Carson McCullers que ya enfermara en 1932 de una fiebre reumática de diagnóstico equivocado, sufre hacia 1941 un nuevo ataque cerebral que la dejaría paralítica de un costado. En los últimos años de su vida se ve aquejada de dolores constantes y su invalidez avanza considerablemente. Padece varios ataques al corazón, y el 29 de septiembre de 1967 muere en el Hospital de Nyack, estado de New York, a causa de un cáncer de mama.

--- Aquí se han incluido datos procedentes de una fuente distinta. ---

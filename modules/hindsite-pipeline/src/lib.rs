//! Pipeline job handlers: discovery (scrape_project), extraction
//! (extract_batch), and consistency repair (repair_key), plus the shared
//! dependency wiring and engine registration.

pub mod deps;
pub mod discovery;
pub mod extraction;
pub mod repair;

use std::sync::Arc;

use hindsite_jobs::JobEngine;

pub use deps::PipelineDeps;
pub use discovery::{ScrapeProjectHandler, ScrapeProjectPayload, SCRAPE_PROJECT_JOB};
pub use extraction::{ExtractBatchHandler, ExtractBatchPayload, EXTRACT_BATCH_JOB};
pub use repair::{RepairKeyHandler, RepairKeyPayload};

/// Register every pipeline handler on the engine.
pub fn register_handlers(engine: &mut JobEngine, deps: Arc<PipelineDeps>) {
    engine.register(Arc::new(ScrapeProjectHandler::new(Arc::clone(&deps))));
    engine.register(Arc::new(ExtractBatchHandler::new(Arc::clone(&deps))));
    engine.register(Arc::new(RepairKeyHandler::new(deps)));
}
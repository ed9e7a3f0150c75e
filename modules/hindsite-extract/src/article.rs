//! Middle tier: article-container heuristics over the DOM. Looks for the
//! densest article-shaped container and takes its paragraphs. Persisted
//! method label: "newspaper".

use scraper::{Html, Selector};

use crate::dom::{extract_metadata, extract_title};
use crate::error::ExtractError;
use crate::language::detect_language;
use crate::strategy::{tidy_text, word_count, ExtractionResult, ExtractionStrategy};

/// Containers tried in order; the first one with enough paragraph text wins.
const CONTAINER_SELECTORS: &[&str] = &[
    "article",
    "main",
    "[role=\"main\"]",
    ".post-content",
    ".article-body",
    ".entry-content",
    "#content",
    ".content",
];

pub struct ArticleStrategy;

impl ArticleStrategy {
    fn paragraphs_text(container: scraper::ElementRef<'_>) -> String {
        let p = Selector::parse("p, h1, h2, h3, li, blockquote").expect("valid selector");
        let mut chunks = Vec::new();
        for el in container.select(&p) {
            let text: String = el.text().collect::<Vec<_>>().join(" ");
            let text = text.split_whitespace().collect::<Vec<_>>().join(" ");
            if !text.is_empty() {
                chunks.push(text);
            }
        }
        chunks.join("\n\n")
    }
}

impl ExtractionStrategy for ArticleStrategy {
    fn name(&self) -> &'static str {
        "newspaper"
    }

    fn f1_hint(&self) -> f32 {
        0.912
    }

    fn extract(&self, html: &[u8], _url: &str) -> Result<ExtractionResult, ExtractError> {
        let html_str = String::from_utf8_lossy(html);
        let doc = Html::parse_document(&html_str);

        let mut best_text = String::new();
        for css in CONTAINER_SELECTORS {
            let Ok(sel) = Selector::parse(css) else {
                continue;
            };
            for container in doc.select(&sel) {
                let text = Self::paragraphs_text(container);
                if word_count(&text) > word_count(&best_text) {
                    best_text = text;
                }
            }
            // A decisive container ends the search; later selectors are
            // fallbacks, not competitors.
            if word_count(&best_text) >= 50 {
                break;
            }
        }

        let text = tidy_text(&best_text);
        let words = word_count(&text);
        if words == 0 {
            return Err(ExtractError::SoftFail(
                "no article-shaped container found".into(),
            ));
        }

        let title = extract_title(&doc);
        let metadata = extract_metadata(&doc);
        let meta_bonus = if metadata.as_object().is_some_and(|m| m.len() >= 2) {
            0.05
        } else {
            0.0
        };

        let confidence = (0.45
            + (words as f32 / 600.0).min(0.35)
            + if title.is_empty() { 0.0 } else { 0.05 }
            + meta_bonus)
            .min(0.9);

        Ok(ExtractionResult {
            method: self.name().to_string(),
            title,
            language: detect_language(&text),
            word_count: words,
            char_count: text.chars().count() as u32,
            text,
            markdown: None,
            metadata,
            confidence,
        })
    }
}

#[cfg(test)]
mod tests {
    use super::*;

    #[test]
    fn extracts_article_container() {
        let html = r#"<html><head><title>Launch Day</title></head><body>
            <nav><a href="/">Home</a><a href="/about">About</a></nav>
            <article>
                <h1>Launch Day</h1>
                <p>Today we are shipping the thing we have worked on for a year.</p>
                <p>It took longer than expected but the result is worth the wait.</p>
            </article>
            <footer>Copyright</footer>
        </body></html>"#;
        let result = ArticleStrategy.extract(html.as_bytes(), "https://example.com/post").unwrap();
        assert_eq!(result.method, "newspaper");
        assert!(result.text.contains("shipping the thing"));
        assert!(!result.text.contains("Copyright"));
        assert!(!result.text.contains("Home"));
        assert_eq!(result.title, "Launch Day");
    }

    #[test]
    fn soft_fails_on_empty_page() {
        let html = "<html><body><nav>menu</nav></body></html>";
        let err = ArticleStrategy
            .extract(html.as_bytes(), "https://example.com/")
            .unwrap_err();
        assert!(matches!(err, ExtractError::SoftFail(_)));
    }
}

En su obra, tan inusual como excepcional, capaz, quizás, como jamás pudo hacerlo ningún otro escritor norteamericano, de explorar en profundidad el aislamiento espiritual de esos seres inadaptados y marginados que pueblan los oscuros pueblos del Sur de Estados Unidos, Carson McCullers se erige también en pionera al tratar a fondo, por primera vez, ese amor que no es el amor de Eros, sino el amor-amistad. Ese amor que tan difícilmente se puede vivir. Le horroriza el sexo, y sin embargo éste aparece constantemente, junto con el adulterio y la homosexualidad, en sus libros. En el caso de Carson, parece haber un abismo entre la sexualidad y el amor, entre la lujuria y la belleza. Reeves era un hombre bello, y Carson le amó como a un hermano gemelo. Los cuerpos parecen ignorarse, aunque el deseo está a flor de piel. La belleza, según la escritoria, no puede coexistir con el sexo. En "La balada del café triste", por ejemplo, Miss amelia se casa con Marvin Macy, la belleza pura, el hombre más apuesto de la ciudad, pero, cuando éste intenta meterse en su cama, ella le rechaza violentamente. Tan sólo acepta el contacto físico de su primo Lymon Willis, el pequeño jorobado sin edad. Sensualidad en vez de sexualidad. El amor-amistad que no se vive. Y los personajes "anormales" dan cuenta, simbólicamente, de la imposibilidad de hallar el amor.